Major outage in Storm Frontend API

Incident Report for Storm Commerce

Postmortem

The incident with StormAPI was first registered at 03:24 and all systems were available at 10:29 (7h5m downtime). Our sourcing vendor started error tracing and restart instructions immediately, and Storm started analysis early morning and together we were able to determine the root cause at ca 10:20.

The root cause of the problem was an error with a Client Certificate Revocation List which had gone stale. The Client Certificate Revocation list is a list of client certificates (used to access StormAPI) which have been revoked, which is done when access to a Storm Application is removed.

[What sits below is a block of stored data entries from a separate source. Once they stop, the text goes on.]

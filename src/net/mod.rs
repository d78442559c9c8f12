//! Network layer subsystem.
//!
//! # Data Flow
//! ```text
//! Incoming TCP connection
//!     → listener.rs (bound socket)
//!     → acceptor.rs (connection slot, TLS handshake)
//!     → tls.rs (client certificate required, chain + identity verified)
//!     → connection.rs (session attached to the connection's requests)
//!     → Hand off to HTTP layer
//!
//! Connection States:
//!     Listening → Handshaking → Authenticated → Closed
//!                             ↘ Rejected
//! ```
//!
//! # Design Decisions
//! - A rejected handshake never reaches the HTTP layer
//! - The wire only sees a generic TLS alert; the reason is logged
//! - Connection slots bound concurrent connections

pub mod acceptor;
pub mod connection;
pub mod listener;
pub mod tls;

Due to the revocation list becoming stale, all requests using client certificates was denied (i.e. all requests to StormAPI). Updating the revocation list is a manual procedure when access to an Application is removed, and was not done before the expiry time, due to no Certificates needing revocation.

To prevent this problem from recurring, we will automate publishing the certificate revocation list. We’ve already been working on implementing a new authentication mechanism on modern standards, not based on Client Certificates which we estimates will be available during Q2.

This problem is not related to the incident last weekend.

Regards

./Anders Heintz, CTO

Posted Feb 22, 2020 - 12:42 CET

Resolved

The incident is resolved, we will be back with post mortem.
Posted Feb 22, 2020 - 10:32 CET

Update

The team is working together with our infrastructure partner to find root cause according to our standard protocol, ruling out potential causes.
Posted Feb 22, 2020 - 10:02 CET

Investigating

We are experiencing a major outage in Storm frontend API on the production environment.

We are investigating the issue.
Posted Feb 22, 2020 - 08:15 CET
This incident affected: Storm API.